## AIM OF THE EXERCISE
Read through the data, and wherever a line holds the word "with", write that line out.

*** Opening of RAW DATA ***

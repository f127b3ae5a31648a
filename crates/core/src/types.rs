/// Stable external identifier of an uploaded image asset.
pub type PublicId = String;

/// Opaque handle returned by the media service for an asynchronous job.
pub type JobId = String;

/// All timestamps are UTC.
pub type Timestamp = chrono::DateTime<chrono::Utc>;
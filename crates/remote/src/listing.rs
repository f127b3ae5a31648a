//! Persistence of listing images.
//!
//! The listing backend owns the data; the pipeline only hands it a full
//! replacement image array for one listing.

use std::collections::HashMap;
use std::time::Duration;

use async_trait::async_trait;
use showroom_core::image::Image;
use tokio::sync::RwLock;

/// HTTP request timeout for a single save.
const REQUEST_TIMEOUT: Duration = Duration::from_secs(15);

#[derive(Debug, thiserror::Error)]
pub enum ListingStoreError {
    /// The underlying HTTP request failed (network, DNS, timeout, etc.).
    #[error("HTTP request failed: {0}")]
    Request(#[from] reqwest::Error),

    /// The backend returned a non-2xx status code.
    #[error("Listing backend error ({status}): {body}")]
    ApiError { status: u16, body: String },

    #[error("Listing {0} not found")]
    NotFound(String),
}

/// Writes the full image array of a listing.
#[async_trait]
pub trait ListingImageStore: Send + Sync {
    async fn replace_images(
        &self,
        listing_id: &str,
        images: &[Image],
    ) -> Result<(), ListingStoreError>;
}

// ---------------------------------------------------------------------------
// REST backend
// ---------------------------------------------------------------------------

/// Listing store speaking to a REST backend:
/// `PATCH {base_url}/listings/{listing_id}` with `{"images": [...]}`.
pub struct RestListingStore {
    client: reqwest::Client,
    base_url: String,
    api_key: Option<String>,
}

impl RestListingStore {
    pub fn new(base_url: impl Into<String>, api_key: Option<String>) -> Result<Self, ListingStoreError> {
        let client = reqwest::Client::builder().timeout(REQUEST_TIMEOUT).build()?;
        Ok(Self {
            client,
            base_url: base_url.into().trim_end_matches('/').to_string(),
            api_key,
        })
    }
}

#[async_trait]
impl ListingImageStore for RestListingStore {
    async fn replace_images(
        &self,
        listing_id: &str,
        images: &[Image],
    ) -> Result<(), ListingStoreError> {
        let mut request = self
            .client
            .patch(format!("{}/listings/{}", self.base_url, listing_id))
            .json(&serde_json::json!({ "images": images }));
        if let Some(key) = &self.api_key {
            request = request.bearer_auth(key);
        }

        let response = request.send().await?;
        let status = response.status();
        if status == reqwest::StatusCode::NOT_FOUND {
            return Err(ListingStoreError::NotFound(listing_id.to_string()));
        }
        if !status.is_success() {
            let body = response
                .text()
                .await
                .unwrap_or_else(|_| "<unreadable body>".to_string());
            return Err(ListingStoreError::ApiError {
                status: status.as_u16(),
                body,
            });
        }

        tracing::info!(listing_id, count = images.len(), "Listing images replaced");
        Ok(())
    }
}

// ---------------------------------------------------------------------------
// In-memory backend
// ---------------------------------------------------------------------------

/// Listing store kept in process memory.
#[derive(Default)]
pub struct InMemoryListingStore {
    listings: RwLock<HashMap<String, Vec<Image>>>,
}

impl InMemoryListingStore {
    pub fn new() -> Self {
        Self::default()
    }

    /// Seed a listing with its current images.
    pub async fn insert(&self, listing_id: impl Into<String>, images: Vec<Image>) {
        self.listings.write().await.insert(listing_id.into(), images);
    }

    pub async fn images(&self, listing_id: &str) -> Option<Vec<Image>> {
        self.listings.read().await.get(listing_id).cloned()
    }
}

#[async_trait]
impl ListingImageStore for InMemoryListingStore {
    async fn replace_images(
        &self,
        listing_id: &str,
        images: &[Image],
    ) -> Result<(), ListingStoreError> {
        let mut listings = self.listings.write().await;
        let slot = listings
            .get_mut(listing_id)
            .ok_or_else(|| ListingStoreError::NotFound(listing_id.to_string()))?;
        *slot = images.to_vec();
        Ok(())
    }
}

*** Close of RAW DATA ***

## WORKED SOLUTION
/// `PATCH {base_url}/listings/{listing_id}` with `{"images": [...]}`.
    /// Seed a listing with its current images.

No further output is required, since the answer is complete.